ModelProvider

A ModelProvider represents a single LLM API subscription (Anthropic, OpenAI, Google, etc.). One resource covers all models from that provider — no need to create a separate resource per model.

Agents reference models as provider/model-id:

spec:
  models:
    - anthropic/claude-sonnet-4-6
    - google/gemini-2.5-flash

Quick start

# Create a ModelProvider (the API key is stored securely for you)
pai create model-provider anthropic --provider anthropic --api-key sk-ant-...

# Verify
pai get model-providers
# NAME        PROVIDER    MAX/DAY  READY  AGE
# anthropic   anthropic            true   5s

Full spec

apiVersion: pai.io/v1
kind: ModelProvider
metadata:
  name: anthropic
spec:
  provider: anthropic              # anthropic | openai | gemini | openrouter | azure-openai | vllm
  apiKeySecretRef:
    name: anthropic-key
    key: api-key
  endpoint: ""                     # custom URL (required for azure-openai, vllm)
  apiVersion: ""                   # API version query param (required for azure-openai)
  allowedModels: []                # empty = all models allowed
  deniedModels: []                 # takes precedence over allowedModels
  maxTokensPerDay: 5000000         # provider-wide budget across all agents
  maxTokensPerRequest: 200000      # per-request context window limit
  retry:                           # transient-error retry policy (default 3 attempts)
    maxAttempts: 3
    initialBackoffMs: 200
    maxBackoffMs: 5000
  fallbacks:                       # tried after retries exhaust
    - anthropic/claude-haiku-4-5
  guards:                          # org-wide baseline — applies to ALL traffic
    - binding: prompt-guard-default
      scan:
        prompts: true
      enforcement: enforce
  externalAccess:
    enabled: false                 # expose to developers outside Pai (laptops, CI)
    maxTokensPerDay: 2000000       # separate budget for external usage

Fields

Field	Type	Required	Description
`provider`	string	Yes	LLM provider backend: `anthropic`, `openai`, `gemini`, `openrouter`, `azure-openai`, `vllm`
`apiKeySecretRef`	object	Yes	`{name, key}` — reference to a Secret holding the API key
`endpoint`	string	No	Custom API endpoint URL (required for azure-openai and vllm).

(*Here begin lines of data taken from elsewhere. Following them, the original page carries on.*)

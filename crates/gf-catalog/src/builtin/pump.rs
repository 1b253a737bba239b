//! Pump part.

use crate::builtin::unit_size;
use crate::error::CatalogError;
use crate::part::Part;
use crate::registry::PartSpec;
use crate::route::{DEFAULT_PUMP_PRESSURE, FlowRoute, Transitions};
use gf_geometry::{LEFT, RIGHT};
use tracing::warn;

/// Effective pump pressure: settings value when valid and powered,
/// default when unset, 0 when the part is disabled (a disabled pump is a
/// plain, unpowered pipe).
fn effective_pressure(part: &Part) -> f64 {
    if part.disabled {
        return 0.0;
    }
    match part.setting_f64("pressure") {
        Some(p) if p.is_finite() && p >= 0.0 => p,
        Some(_) => {
            let err = CatalogError::InvalidSettings {
                type_id: part.type_id.clone(),
                what: "pressure must be finite and non-negative",
            };
            warn!(%err, "using default pump pressure");
            DEFAULT_PUMP_PRESSURE
        }
        None => DEFAULT_PUMP_PRESSURE,
    }
}

fn pump_transitions(part: &Part) -> Transitions {
    let mut t = Transitions::new();
    // Free passage left-to-right; the powered direction pulls right-to-left.
    t.insert(LEFT, vec![FlowRoute::passage(RIGHT)]);
    t.insert(
        RIGHT,
        vec![FlowRoute::pressurized(LEFT, effective_pressure(part))],
    );
    t
}

fn toggle_power(part: &mut Part) {
    part.disabled = !part.disabled;
}

pub fn pump() -> PartSpec {
    PartSpec {
        type_id: "Pump",
        size: unit_size,
        transitions: pump_transitions,
        interact: Some(toggle_power),
    }
}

For azure-openai, the resource URL (e.g. `https://myresource.openai.azure.com`).
`apiVersion`	string	No	API version query parameter. Required for `azure-openai` (e.g. `2024-06-01`). Ignored by other providers.
`allowedModels`	string[]	No	Model IDs allowed. Empty = all allowed. For azure-openai, these are deployment names.
`deniedModels`	string[]	No	Model IDs denied. Takes precedence over allowedModels.
`maxTokensPerDay`	integer	No	Hard daily budget across ALL agents using this provider
`maxTokensPerRequest`	integer	No	Max tokens per single request
`retry.maxAttempts`	integer	No	Total attempts including the first try. Default `3`, clamped to `[1,10]`.
`retry.initialBackoffMs`	integer	No	Backoff before the second attempt. Doubles each retry (with ±25% jitter). Default `200`.
`retry.maxBackoffMs`	integer	No	Upper cap on the backoff. Default `5000`.
`fallbacks`	string[]	No	Ordered `provider/model-id` references tried when retries on the primary exhaust.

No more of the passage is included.